Worked Example: From Raw DITA to Discovery Evidence

This document walks through a concrete example of how discovery works, from raw DITA files to emitted evidence and final report output.

This is not a tutorial. It is an execution trace.


Example Input: Raw DITA Package

Assume the following package structure:

dita/
├── index.ditamap
├── Main.ditamap
└── topics/
    └── definition.dita

index.ditamap

<map>
  <title>Index</title>
  <mapref href="Main.ditamap"/>
</map>

Main.ditamap

<map>
  <title>Main Content</title>
  <topicref href="topics/definition.dita"/>
</map>

topics/definition.dita

<glossentry>
  <glossterm>Widget</glossterm>
  <glossdef>Example definition</glossdef>
</glossentry>

Step 1: Discovery Scanner

The scanner walks the filesystem and identifies artifacts.

Discovered Artifacts

Path Type
index.ditamap map
Main.ditamap map
topics/definition.dita topic

No classification occurs at this stage.


Step 2: Metadata Extraction

Structural facts are extracted and stored as metadata.

Artifact: index.ditamap

{
  "path": "index.ditamap",
  "artifact_type": "map",
  "metadata": {
    "filename": "index.ditamap",
    "contains_mapref": true,
    "referenced_extensions": [".ditamap"]
  }
}

Artifact: Main.ditamap

{
  "path": "Main.ditamap",
  "artifact_type": "map",
  "metadata": {
    "filename": "Main.ditamap",
    "contains_topicref": true,
    "referenced_extensions": [".dita"]
  }
}

Artifact: topics/definition.dita

{
  "path": "topics/definition.dita",
  "artifact_type": "topic",
  "metadata": {
    "root_element": "glossentry"
  }
}

Step 3: Pattern Evaluation

Patterns are evaluated independently for each artifact.


Evaluating index.ditamap

Pattern: main_map_by_index

Signals checked:

  • filename equals index.ditamap → ✅
  • contains <mapref> with .ditamap href → ✅

Result: Pattern matches.

Evidence emitted:

{
  "pattern_id": "main_map_by_index",
  "artifact_path": "index.ditamap",
  "asserted_role": "MAIN",
  "confidence": 0.9,
  "rationale": [
    "File is index.ditamap",
    "Contains mapref to another map"
  ]
}

Evaluating Main.ditamap

No MAIN patterns match.

Fallback or content patterns may emit lower-confidence evidence later.
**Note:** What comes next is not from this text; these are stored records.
impl Engine {
    pub fn new(wal_path: PathBuf) -> io::Result<Self> {
        let events = Wal::replay(&wal_path)?;
        let wal = Wal::open(&wal_path)?;
        let (wal_tx, wal_rx) = mpsc::channel(4096);
        tokio::spawn(wal_writer_loop(wal, wal_rx));

        let engine = Self {
            lots: DashMap::new(),
            wal_tx,
            notices: NotificationQueue::new(),
            users: DashMap::new(),
            email_index: DashMap::new(),
            history: DashMap::new(),
            spot_to_lot: DashMap::new(),
            booking_to_lot: DashMap::new(),
            commit_gate: RwLock::new(()),
        };

        // Replay — we're the sole owner of these Arcs, so try_write always
        // succeeds instantly (no contention). Never use blocking_write here
        // because this may run inside an async context.
        for event in &events {
            match event {
                Event::LotCreated { id, profile } => {
                    let lot = LotState::new(*id, profile.clone());
                    engine.lots.insert(*id, Arc::new(RwLock::new(lot)));
                }
                Event::LotDeleted { id } => {
                    engine.drop_lot_entry(id);
                }
                other => {
                    if let Some(lot_id) = event_lot_id(other) {
                        if let Some(entry) = engine.lots.get(&lot_id) {
                            let lot_arc = entry.clone();
                            let mut guard =
                                lot_arc.try_write().expect("replay: uncontended write");
                            engine.apply_event(Some(&mut *guard), other);
                        }
                    } else {
                        engine.apply_event(None, other);
                    }
                }
            }
        }

        Ok(engine)
    }

    /// Write a transaction to the WAL via the background group-commit writer.
    pub(super) async fn wal_append(&self, txn: &[Event]) -> Result<(), EngineError> {
        let (tx, rx) = oneshot::channel();
        self.wal_tx
            .send(WalCommand::Append {
                txn: txn.to_vec(),
                response: tx,
            })
            .await
            .map_err(|_| EngineError::WalError("WAL writer shut down".into()))?;
        rx.await
            .map_err(|_| EngineError::WalError("WAL writer dropped response".into()))?
            .map_err(|e| EngineError::WalError(e.to_string()))
    }

    pub fn get_lot(&self, id: &Ulid) -> Option<SharedLotState> {
        self.lots.get(id).map(|e| e.value().clone())
    }

    pub fn lot_for_spot(&self, spot_id: &Ulid) -> Option<Ulid> {
        self.spot_to_lot.get(spot_id).map(|e| *e.value())
    }

    pub fn lot_for_booking(&self, booking_id: &Ulid) -> Option<Ulid> {
        self.booking_to_lot.get(booking_id).map(|e| *e.value())
    }

    pub fn get_user(&self, id: &Ulid) -> Option<User> {
        self.users.get(id).map(|e| e.value().clone())
    }

    /// Apply one committed event to in-memory state. Lot-scoped events need
    /// the lot's write guard (the caller holds the lock); global events take
    /// `None`.
    pub(super) fn apply_event(&self, lot: Option<&mut LotState>, event: &Event) {
        match event {
            Event::UserRegistered { user } => {
                self.email_index.insert(user.email.clone(), user.id);
                self.users.insert(user.id, user.clone());
            }
            Event::UserUpdated {
                id,
                email,
                pass_hash,
                name,
            } => {
                if let Some(mut user) = self.users.get_mut(id) {
                    if user.email != *email {
                        self.email_index.remove(&user.email);
                        self.email_index.insert(email.clone(), *id);
                    }
                    user.email = email.clone();
                    user.pass_hash = pass_hash.clone();
                    user.name = name.clone();
                }
            }
            Event::UserDeleted { id } => {
                if let Some((_, user)) = self.users.remove(id) {
                    self.email_index.remove(&user.email);
                }
                self.history.remove(id);
                self.notices.remove_user(*id);
            }
            Event::LotUpdated { profile, .. } => {
                if let Some(lot) = lot {
                    lot.profile = profile.clone();
                }
            }
            Event::SpotAdded { id, lot_id } => {
                if let Some(lot) = lot {
                    lot.spots.push(Spot {
                        id: *id,
                        status: SpotStatus::Available,
                    });
                    self.spot_to_lot.insert(*id, *lot_id);
                }
            }
            Event::SpotRemoved { id, .. } => {
                if let Some(lot) = lot {
                    lot.spots.retain(|s| s.id != *id);
                    self.spot_to_lot.remove(id);
                }
            }
            Event::SpotOccupied { id, .. } => {
                if let Some(lot) = lot
                    && let Some(spot) = lot.spot_mut(*id)
                {
                    spot.status = SpotStatus::Occupied;
                }
            }
            Event::SpotFreed { id, .. } => {
                if let Some(lot) = lot
                    && let Some(spot) = lot.spot_mut(*id)
                {
                    spot.status = SpotStatus::Available;
                }
            }
            Event::BookingCreated { lot_id, booking } => {
                if let Some(lot) = lot {
                    self.booking_to_lot.insert(booking.id, *lot_id);
                    lot.insert_booking(booking.clone());
                }
            }
            Event::BookingArchived {
                booking_id, record, ..
            } => {
                if let Some(lot) = lot {
                    lot.remove_booking(*booking_id);
                }
                self.booking_to_lot.remove(booking_id);
                self.history
                    .entry(record.user_id)
                    .or_default()
                    .push(record.clone());
            }
            Event::HistoryRetained { record } => {
                self.history
                    .entry(record.user_id)
                    .or_default()
                    .push(record.clone());
            }
            Event::NotificationQueued { record } => {
                self.notices.apply_queued(record.clone());
            }
            Event::NotificationsRead { user_id, ids } => {
                self.notices.apply_read(*user_id, ids);
            }
            // Created/Deleted are handled at the DashMap level, not here
            Event::LotCreated { .. } | Event::LotDeleted { .. } => {}
        }
    }

    /// WAL-append + apply in one call, for transactions scoped to one lot
    /// (global events in the same transaction are fine).
    pub(super) async fn persist_and_apply(
        &self,
        lot: &mut LotState,
        txn: &[Event],
    ) -> Result<(), EngineError> {
        self.wal_append(txn).await?;
        for event in txn {
            if event_lot_id(event).is_some() {
                self.apply_event(Some(&mut *lot), event);
            } else {
                self.apply_event(None, event);
            }
        }
        Ok(())
    }

    /// WAL-append + apply for transactions spanning multiple lots. The
    /// caller has already acquired all write guards in sorted id order.
    pub(super) async fn persist_and_apply_multi(
        &self,
        guards: &mut LotGuards,
        txn: &[Event],
    ) -> Result<(), EngineError> {
        self.wal_append(txn).await?;
        for event in txn {
            match event_lot_id(event) {
                Some(lot_id) => {
                    let guard = guards
                        .get_mut(&lot_id)
                        .expect("transaction touches a lot that was not locked");
                    self.apply_event(Some(&mut **guard), event);
                }
                None => self.apply_event(None, event),
            }
        }
        Ok(())
    }

    /// Acquire write guards on every lot, in sorted id order (deadlock
    /// discipline for multi-lot transactions).
    pub(super) async fn lock_all_lots(&self) -> LotGuards {
        let mut ids: Vec<Ulid> = self.lots.iter().map(|e| *e.key()).collect();
        ids.sort();
        let mut guards = BTreeMap::new();
        for id in ids {
            // A lot can vanish between listing and locking; skip it.
            if let Some(lot) = self.get_lot(&id) {
                guards.insert(id, lot.write_owned().await);
            }
        }
        guards
    }

    /// A lot can be deleted while another task awaits its write lock, so
    /// every mutation re-checks map membership after locking.
    pub(super) fn ensure_live(&self, lot: &LotState) -> Result<(), EngineError> {
        if self.lots.contains_key(&lot.id) {
            Ok(())
        } else {
            Err(EngineError::NotFound(lot.id))
        }
    }

    /// Replay-only: remove a lot from the map and scrub its reverse indexes.
    pub(super) fn drop_lot_entry(&self, id: &Ulid) {
        if let Some(entry) = self.lots.get(id) {
            let lot = entry.try_read().expect("drop_lot_entry: uncontended read");
            for spot in &lot.spots {
                self.spot_to_lot.remove(&spot.id);
            }
            for booking in &lot.bookings {
                self.booking_to_lot.remove(&booking.id);
            }
        }
        self.lots.remove(id);
    }

    /// Compact the WAL by rewriting it with only the events needed to
    /// recreate the current state. Read notifications are dropped; they can
    /// never be displayed again.
    pub async fn compact_wal(&self) -> Result<(), EngineError> {
        // Quiesce commits while the snapshot is taken. Once the write half
        // is granted, every acknowledged transaction has been applied to
        // memory, so the snapshot misses nothing the rename throws away.
        let gate = self.commit_gate.write().await;

        let mut events = Vec::new();

        for entry in self.users.iter() {
            events.push(Event::UserRegistered {
                user: entry.value().clone(),
            });
        }

        let lot_ids: Vec<Ulid> = self.lots.iter().map(|e| *e.key()).collect();
        for id in lot_ids {
            let Some(lot_arc) = self.get_lot(&id) else {
                continue;
            };
            let lot = lot_arc.read().await;
            events.push(Event::LotCreated {
                id: lot.id,
                profile: lot.profile.clone(),
            });
            for spot in &lot.spots {
                events.push(Event::SpotAdded {
                    id: spot.id,
                    lot_id: lot.id,
                });
                if spot.status == SpotStatus::Occupied {
                    events.push(Event::SpotOccupied {
                        id: spot.id,
                        lot_id: lot.id,
                    });
                }
            }
            for booking in &lot.bookings {
                events.push(Event::BookingCreated {
                    lot_id: lot.id,
                    booking: booking.clone(),
                });
            }
        }

        for entry in self.history.iter() {
            for record in entry.value() {
                events.push(Event::HistoryRetained {
                    record: record.clone(),
                });
            }
        }

        for user_id in self.notices.user_ids() {
            for record in self.notices.all_for(user_id) {
                if !record.read {
                    events.push(Event::NotificationQueued { record });
                }
            }
        }

        let (tx, rx) = oneshot::channel();
        self.wal_tx
            .send(WalCommand::Compact {
                events,
                response: tx,
            })
            .await
            .map_err(|_| EngineError::WalError("WAL writer shut down".into()))?;
        // Appends enqueued from here on follow the Compact command in the
        // channel, so they land in the fresh WAL file.
        drop(gate);
        rx.await
            .map_err(|_| EngineError::WalError("WAL writer dropped response".into()))?
            .map_err(|e| EngineError::WalError(e.to_string()))
    }

    pub async fn wal_appends_since_compact(&self) -> u64 {
        let (tx, rx) = oneshot::channel();
        if self
            .wal_tx
            .send(WalCommand::AppendsSinceCompact { response: tx })
            .await
            .is_err()
        {
            return 0;
        }
        rx.await.unwrap_or(0)
    }
}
Evaluating topics/definition.dita

Pattern: glossary_topic_by_root

Signals checked:

  • root_element equals glossentry → ✅

Evidence emitted:

{
  "pattern_id": "glossary_topic_by_root",
  "artifact_path": "topics/definition.dita",
  "asserted_role": "GLOSSARY",
  "confidence": 1.0,
  "rationale": [
    "Topic root element is <glossentry>"
  ]
}

Step 4: Evidence Collection

At the end of evaluation, evidence looks like this:

[
  {
    "artifact": "index.ditamap",
    "role": "MAIN",
    "confidence": 0.9
  },
  {
    "artifact": "topics/definition.dita",
    "role": "GLOSSARY",
    "confidence": 1.0
  }
]

No conflicts were resolved yet.


Step 5: Report Generation

The DiscoveryReport summarizes observed facts and evidence.

Example Summary Output

{
  "maps": 2,
  "topics": 1,
  "main_maps": 1,
  "glossary_topics": 1,
  "unknown_artifacts": 0
}

This report is:

  • Machine-readable
  • Auditable
  • Safe to archive
  • Safe to feed into later pipeline stages

Key Takeaways

  • Discovery does not decide, it records
  • Patterns emit evidence, not truth
  • Conflicts are expected and visible
  • Transformation logic comes later

Discovery exists to replace guesswork with facts.